The core resets on a set of platform APIs. Each of the platform APIs must be implemented by anyone who wishes to use the OpenVXI to build a VoiceXML browser. The platform APIs include:

1.        A Recognizer API

The Recognizer API must support the full VoiceXML specification. This requires that the API support dynamic grammar construction and grammar enabling. We discuss the recognizer requirements in the implementation section.

2.        A Prompt API

The prompt API is a simple synchronous API. An API implementation must provide all the prompting services needed by the VXI interpreter. This includes: 1) the ability to play filler audio in order to support the fetchaudio capability, 2) fetch audio by URL, 3) fetch and possibly handle the Speech Synthesis Markup Language (SSML) for Text-to-Speech (TTS) processing, 4) interleave audio and TTS.

The prompt API is built around a MIME prompt typing system. It is the dual of the recognizer API because it takes any MIME typed text and returns audio. For some prompts, the VXI will build SSML strings and send them to the prompting engine to get audio output.

3.        A Telephony API

The Telephony API must support all the telephony events that can be delivered and call control methods in VoiceXML.




The OpenVXI is designed to be a framework with each component replaceable either at run-time or at main initialization time. A number of technologies exist for this, but none of them are generally cross-platform across all flavors of UNIX and WINDOWS. C++ pure virtual interfaces also cause problems with memory management across platforms. Destruction of these interfaces across a DLL boundary can be problematic. Therefore, the OpenVXI is built on a set of C jump table interfaces. Each interface consists of a set of C function pointers collected in a structure. This allows for run-time replacement of components with different implementations, running different implementations on different lines, and is still compatible with cross DLL boundary memory management. In addition, the OpenVXI 2.0 release introduced version and implementation names into the interfaces for every component so that mixes of implementations or versions could change their behavior based on this information.

Text Box: Figure 2: OpenVXI 2.0 ArchitectureThe OpenVXI is designed so that it can be integrated with a wide variety of underlying speech technologies. The prompting, telephony, and recognition interfaces were designed from the view point of VoiceXML. We reviewed a number of available telephony and speech APIs including JTAPI, TAPI, JSAPI, SAPI and the Sphinx III recognizer interface in designing these interfaces. We choose to put into the APIs only those functions and mechanisms that are required for VoiceXML 1.0 and VoiceXML 2.0.

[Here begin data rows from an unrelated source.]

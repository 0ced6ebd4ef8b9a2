pub mod config;
pub mod error;
pub mod registry;

pub use config::RpcConfig;
pub use error::CoreError;
pub use registry::{ChannelBuffer, ChannelLease, ChannelRegistry, PinnedChannel};
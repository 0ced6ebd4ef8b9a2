pub mod device;
pub mod host_device;
pub mod handlers;
pub mod delegate;
pub mod metrics;
pub mod error;
pub mod server;

pub use delegate::{OpcodeDelegate, UnhandledOpcodes};
pub use device::{AllocKind, Device, DeviceError, DeviceImage, GlobalHandler, GlobalSymbol, SymbolTable};
pub use error::RpcError;
pub use host_device::HostDevice;
pub use metrics::{BridgeMetrics, MetricsSnapshot};
pub use server::RpcServer;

Thus, all the interfaces are synchronous interfaces and don't have the added complexity of a callback mechanism because VoiceXML is a synchronous computing model at the VoiceXML level. All asynchronous event handling is delegated to the underlying platform implementations for telephony, prompting, and recognition. Telephony event handling, URL fetch timeouts, asynchronous audio delivery and a host of additional events must be handled within an implementation of these platform components. We have found this model to be effective and flexible with SpeechWorks technology, Dialogic technology, and VoIP technology. Based on discussions users of the toolkit are doing integrations to S.300, SAPI, and a number of proprietary recognizer and platform interfaces.


VoiceXML 2.0 prompting is considerably more complex than playing a set of audio files and TTS prompts. The prompting implementation should be able to:

  • Download audio and TTS from the Internet.
  • Support fetchaudio if no other prompt is playing.
  • Support SSML including interleaving TTS and audio for playback.
  • Handle fetch failures and swapping to TTS when audio fetches fail.

Because of our synchronous model for the interpreter, we decided that the best way to implement prompting for the VoiceXML interpreter was to delegate the generation of all prompting to a single component and to leverage SSML. When the interpreter encounters a prompt component that contains SSML, it delegates the generation of the entire prompt to the component. The Queue method of the interface provides this delegation.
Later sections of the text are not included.